*** Data supplied

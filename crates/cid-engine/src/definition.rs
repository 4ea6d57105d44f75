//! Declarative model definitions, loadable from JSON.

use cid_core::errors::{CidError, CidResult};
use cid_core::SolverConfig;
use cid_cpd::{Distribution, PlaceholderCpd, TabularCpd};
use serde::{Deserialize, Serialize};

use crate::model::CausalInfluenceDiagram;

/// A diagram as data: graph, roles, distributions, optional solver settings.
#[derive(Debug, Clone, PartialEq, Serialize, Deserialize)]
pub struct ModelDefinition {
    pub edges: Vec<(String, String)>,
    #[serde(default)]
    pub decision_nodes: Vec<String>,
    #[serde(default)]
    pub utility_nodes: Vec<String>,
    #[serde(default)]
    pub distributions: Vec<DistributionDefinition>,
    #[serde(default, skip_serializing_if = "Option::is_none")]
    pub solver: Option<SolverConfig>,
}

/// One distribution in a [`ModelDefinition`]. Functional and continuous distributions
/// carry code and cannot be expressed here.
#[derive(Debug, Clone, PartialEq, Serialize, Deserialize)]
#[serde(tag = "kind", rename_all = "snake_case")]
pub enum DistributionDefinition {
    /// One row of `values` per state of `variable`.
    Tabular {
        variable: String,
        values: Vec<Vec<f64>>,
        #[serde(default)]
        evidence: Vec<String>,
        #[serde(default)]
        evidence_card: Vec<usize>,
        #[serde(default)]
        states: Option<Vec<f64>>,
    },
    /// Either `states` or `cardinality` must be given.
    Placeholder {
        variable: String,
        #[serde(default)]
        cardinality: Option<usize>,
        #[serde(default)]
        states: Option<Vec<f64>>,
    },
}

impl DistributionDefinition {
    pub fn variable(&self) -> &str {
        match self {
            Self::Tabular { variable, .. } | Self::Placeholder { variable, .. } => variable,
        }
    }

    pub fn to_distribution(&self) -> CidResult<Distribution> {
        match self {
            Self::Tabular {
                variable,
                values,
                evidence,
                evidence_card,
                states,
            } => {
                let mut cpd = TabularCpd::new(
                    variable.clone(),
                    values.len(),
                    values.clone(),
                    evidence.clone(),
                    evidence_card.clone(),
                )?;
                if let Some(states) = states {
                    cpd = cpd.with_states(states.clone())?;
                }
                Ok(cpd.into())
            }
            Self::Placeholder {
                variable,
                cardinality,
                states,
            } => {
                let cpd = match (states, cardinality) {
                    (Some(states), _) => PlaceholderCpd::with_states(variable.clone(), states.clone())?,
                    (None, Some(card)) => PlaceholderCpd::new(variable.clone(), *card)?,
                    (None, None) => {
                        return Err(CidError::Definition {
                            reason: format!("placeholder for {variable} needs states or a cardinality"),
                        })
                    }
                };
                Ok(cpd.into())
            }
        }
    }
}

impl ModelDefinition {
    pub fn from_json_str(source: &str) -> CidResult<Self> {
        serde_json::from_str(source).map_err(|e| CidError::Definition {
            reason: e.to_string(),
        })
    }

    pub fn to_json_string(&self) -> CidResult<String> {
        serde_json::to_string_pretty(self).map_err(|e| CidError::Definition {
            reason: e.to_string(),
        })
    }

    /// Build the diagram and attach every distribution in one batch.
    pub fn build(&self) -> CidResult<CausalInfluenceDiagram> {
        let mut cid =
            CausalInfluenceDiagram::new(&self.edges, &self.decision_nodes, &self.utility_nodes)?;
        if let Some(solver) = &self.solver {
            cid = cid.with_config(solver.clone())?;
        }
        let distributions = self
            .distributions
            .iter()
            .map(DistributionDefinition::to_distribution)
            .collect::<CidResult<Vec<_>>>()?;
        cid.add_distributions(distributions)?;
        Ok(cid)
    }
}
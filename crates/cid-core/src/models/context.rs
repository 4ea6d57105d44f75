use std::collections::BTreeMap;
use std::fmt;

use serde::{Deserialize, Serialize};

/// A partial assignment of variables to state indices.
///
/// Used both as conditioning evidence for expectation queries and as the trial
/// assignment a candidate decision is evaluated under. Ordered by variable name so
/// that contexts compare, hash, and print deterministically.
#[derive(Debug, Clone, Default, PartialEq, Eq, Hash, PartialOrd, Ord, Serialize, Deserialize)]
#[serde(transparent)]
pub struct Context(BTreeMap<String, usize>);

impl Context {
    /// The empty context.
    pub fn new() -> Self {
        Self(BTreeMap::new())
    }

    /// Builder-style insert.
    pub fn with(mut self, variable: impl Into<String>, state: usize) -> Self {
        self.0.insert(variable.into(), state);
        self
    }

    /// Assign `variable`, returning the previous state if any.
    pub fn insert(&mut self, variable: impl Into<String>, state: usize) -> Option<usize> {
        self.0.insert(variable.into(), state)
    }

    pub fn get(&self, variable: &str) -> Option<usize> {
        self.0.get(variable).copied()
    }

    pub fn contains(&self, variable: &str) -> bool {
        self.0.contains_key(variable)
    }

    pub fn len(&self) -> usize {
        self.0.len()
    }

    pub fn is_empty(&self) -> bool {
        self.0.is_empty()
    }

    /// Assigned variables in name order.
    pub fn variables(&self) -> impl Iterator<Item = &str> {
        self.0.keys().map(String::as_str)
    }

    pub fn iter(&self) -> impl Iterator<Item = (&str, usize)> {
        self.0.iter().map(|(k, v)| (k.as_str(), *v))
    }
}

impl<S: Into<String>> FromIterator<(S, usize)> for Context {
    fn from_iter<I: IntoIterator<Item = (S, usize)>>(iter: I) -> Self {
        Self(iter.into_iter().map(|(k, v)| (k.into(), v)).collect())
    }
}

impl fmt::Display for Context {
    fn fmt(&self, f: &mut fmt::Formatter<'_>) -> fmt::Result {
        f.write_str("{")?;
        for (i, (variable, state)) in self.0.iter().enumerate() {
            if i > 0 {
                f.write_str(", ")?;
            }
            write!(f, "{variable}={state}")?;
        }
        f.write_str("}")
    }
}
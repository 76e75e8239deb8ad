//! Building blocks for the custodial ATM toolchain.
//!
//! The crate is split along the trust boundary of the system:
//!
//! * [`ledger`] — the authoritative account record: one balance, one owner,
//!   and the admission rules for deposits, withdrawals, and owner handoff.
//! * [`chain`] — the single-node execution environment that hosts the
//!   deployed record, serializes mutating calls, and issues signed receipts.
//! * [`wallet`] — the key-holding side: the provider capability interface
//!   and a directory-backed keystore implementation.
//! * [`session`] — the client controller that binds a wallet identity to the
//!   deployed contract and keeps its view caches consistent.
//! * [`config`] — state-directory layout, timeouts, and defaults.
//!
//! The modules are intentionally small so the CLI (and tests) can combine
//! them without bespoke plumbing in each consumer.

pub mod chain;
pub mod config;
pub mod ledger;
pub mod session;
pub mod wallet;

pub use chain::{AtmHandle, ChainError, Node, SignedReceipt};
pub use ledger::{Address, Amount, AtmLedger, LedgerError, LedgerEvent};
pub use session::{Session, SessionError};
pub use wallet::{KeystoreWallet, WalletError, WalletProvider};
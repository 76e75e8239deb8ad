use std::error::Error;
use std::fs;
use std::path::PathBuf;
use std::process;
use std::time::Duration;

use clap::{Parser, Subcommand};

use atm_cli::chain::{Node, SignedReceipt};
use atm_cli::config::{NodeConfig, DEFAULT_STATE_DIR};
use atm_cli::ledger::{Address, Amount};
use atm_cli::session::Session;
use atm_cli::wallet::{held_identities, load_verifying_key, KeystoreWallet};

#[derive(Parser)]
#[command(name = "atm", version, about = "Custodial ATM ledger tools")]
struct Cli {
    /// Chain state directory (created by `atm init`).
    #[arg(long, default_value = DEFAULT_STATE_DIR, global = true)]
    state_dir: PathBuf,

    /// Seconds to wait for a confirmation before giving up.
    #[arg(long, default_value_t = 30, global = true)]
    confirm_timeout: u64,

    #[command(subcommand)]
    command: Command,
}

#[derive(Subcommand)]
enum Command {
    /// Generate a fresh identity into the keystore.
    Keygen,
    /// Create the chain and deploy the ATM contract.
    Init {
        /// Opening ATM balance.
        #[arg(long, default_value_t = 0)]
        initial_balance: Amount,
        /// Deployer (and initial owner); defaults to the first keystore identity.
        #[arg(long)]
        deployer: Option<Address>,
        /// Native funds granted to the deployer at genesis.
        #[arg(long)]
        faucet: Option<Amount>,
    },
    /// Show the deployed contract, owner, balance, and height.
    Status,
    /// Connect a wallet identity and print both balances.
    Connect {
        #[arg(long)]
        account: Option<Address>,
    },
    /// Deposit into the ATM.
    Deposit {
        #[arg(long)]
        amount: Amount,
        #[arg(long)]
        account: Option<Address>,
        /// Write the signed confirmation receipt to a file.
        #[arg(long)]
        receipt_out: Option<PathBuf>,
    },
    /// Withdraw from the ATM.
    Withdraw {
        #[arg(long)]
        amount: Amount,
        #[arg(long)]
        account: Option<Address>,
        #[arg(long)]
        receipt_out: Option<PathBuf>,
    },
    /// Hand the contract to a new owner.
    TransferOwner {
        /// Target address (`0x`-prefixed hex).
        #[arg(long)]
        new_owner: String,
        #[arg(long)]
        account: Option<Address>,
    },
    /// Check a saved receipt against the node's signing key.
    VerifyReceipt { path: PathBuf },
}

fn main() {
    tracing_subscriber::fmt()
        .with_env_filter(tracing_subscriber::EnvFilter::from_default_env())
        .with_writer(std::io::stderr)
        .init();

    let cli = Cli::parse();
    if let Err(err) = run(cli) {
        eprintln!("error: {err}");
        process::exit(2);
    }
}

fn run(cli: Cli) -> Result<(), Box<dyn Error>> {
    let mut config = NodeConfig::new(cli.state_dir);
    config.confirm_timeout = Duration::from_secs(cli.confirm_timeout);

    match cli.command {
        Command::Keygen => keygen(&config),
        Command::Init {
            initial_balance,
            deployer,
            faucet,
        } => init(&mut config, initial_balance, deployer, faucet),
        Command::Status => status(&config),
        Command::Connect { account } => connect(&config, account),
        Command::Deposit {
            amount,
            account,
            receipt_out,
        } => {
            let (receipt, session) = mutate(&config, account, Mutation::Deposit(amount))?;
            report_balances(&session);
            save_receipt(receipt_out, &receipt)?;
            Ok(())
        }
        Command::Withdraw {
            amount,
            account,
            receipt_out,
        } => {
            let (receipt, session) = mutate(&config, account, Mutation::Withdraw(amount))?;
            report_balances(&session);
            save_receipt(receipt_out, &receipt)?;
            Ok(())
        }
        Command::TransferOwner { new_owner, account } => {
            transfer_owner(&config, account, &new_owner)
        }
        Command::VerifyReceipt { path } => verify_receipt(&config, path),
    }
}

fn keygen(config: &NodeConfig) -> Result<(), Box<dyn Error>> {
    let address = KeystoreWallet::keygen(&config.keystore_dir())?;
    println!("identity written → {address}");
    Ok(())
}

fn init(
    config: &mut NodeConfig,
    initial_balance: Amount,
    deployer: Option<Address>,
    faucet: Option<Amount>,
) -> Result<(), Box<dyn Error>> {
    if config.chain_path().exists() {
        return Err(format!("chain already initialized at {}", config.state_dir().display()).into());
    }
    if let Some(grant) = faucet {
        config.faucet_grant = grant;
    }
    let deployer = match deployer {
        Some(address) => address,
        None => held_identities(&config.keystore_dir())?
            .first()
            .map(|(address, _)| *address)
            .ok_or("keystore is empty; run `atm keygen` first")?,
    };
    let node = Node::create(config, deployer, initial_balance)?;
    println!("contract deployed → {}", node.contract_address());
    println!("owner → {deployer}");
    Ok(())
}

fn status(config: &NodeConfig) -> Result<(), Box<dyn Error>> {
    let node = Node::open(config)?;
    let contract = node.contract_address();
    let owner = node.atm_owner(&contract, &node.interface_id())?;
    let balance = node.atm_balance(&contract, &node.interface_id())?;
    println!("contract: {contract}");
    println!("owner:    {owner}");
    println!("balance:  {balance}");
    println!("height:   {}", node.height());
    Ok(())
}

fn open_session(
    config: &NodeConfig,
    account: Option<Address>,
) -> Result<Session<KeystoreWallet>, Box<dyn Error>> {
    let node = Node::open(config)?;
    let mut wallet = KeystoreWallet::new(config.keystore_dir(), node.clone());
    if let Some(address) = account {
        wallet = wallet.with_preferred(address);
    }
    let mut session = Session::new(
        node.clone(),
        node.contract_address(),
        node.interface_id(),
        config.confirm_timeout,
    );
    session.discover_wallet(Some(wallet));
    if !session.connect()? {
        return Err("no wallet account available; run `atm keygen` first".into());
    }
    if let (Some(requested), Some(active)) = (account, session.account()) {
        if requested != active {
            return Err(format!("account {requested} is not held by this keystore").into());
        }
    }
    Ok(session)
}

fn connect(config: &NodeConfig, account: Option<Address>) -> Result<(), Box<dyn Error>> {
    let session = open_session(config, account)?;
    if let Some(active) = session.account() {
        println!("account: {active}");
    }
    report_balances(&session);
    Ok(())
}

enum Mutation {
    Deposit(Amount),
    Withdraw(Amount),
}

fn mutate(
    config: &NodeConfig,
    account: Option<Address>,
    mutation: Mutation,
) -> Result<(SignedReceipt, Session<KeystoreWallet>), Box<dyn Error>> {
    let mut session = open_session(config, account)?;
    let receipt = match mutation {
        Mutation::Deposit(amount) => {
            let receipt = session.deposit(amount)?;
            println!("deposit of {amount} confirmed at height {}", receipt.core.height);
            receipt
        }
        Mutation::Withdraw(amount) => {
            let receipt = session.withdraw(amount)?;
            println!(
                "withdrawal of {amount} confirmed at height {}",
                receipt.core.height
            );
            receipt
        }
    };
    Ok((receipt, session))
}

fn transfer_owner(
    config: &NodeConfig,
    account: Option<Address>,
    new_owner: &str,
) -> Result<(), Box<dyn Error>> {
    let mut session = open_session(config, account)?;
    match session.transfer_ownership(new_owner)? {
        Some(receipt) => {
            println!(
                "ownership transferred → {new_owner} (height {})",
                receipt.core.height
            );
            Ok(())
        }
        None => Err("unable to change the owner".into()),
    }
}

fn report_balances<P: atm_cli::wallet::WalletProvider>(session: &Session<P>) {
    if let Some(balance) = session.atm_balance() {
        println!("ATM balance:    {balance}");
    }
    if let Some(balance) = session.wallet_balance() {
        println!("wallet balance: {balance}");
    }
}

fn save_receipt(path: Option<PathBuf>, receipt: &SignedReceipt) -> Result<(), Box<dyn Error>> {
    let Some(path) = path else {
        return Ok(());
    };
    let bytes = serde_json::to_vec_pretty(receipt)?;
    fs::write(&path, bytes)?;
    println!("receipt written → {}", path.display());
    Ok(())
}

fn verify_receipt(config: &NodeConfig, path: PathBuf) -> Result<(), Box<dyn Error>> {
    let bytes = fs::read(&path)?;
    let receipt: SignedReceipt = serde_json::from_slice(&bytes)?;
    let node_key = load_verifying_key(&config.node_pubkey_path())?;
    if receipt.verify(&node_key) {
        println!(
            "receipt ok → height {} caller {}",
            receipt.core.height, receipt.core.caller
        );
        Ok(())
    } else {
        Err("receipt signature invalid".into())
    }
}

******

# [Work request]
Where a line in the records above includes the string "distributions", show it.

# [Response to this task]
/// A diagram as data: graph, roles, distributions, optional solver settings.
    pub distributions: Vec<DistributionDefinition>,
/// One distribution in a [`ModelDefinition`]. Functional and continuous distributions
        let distributions = self
            .distributions
        cid.add_distributions(distributions)?;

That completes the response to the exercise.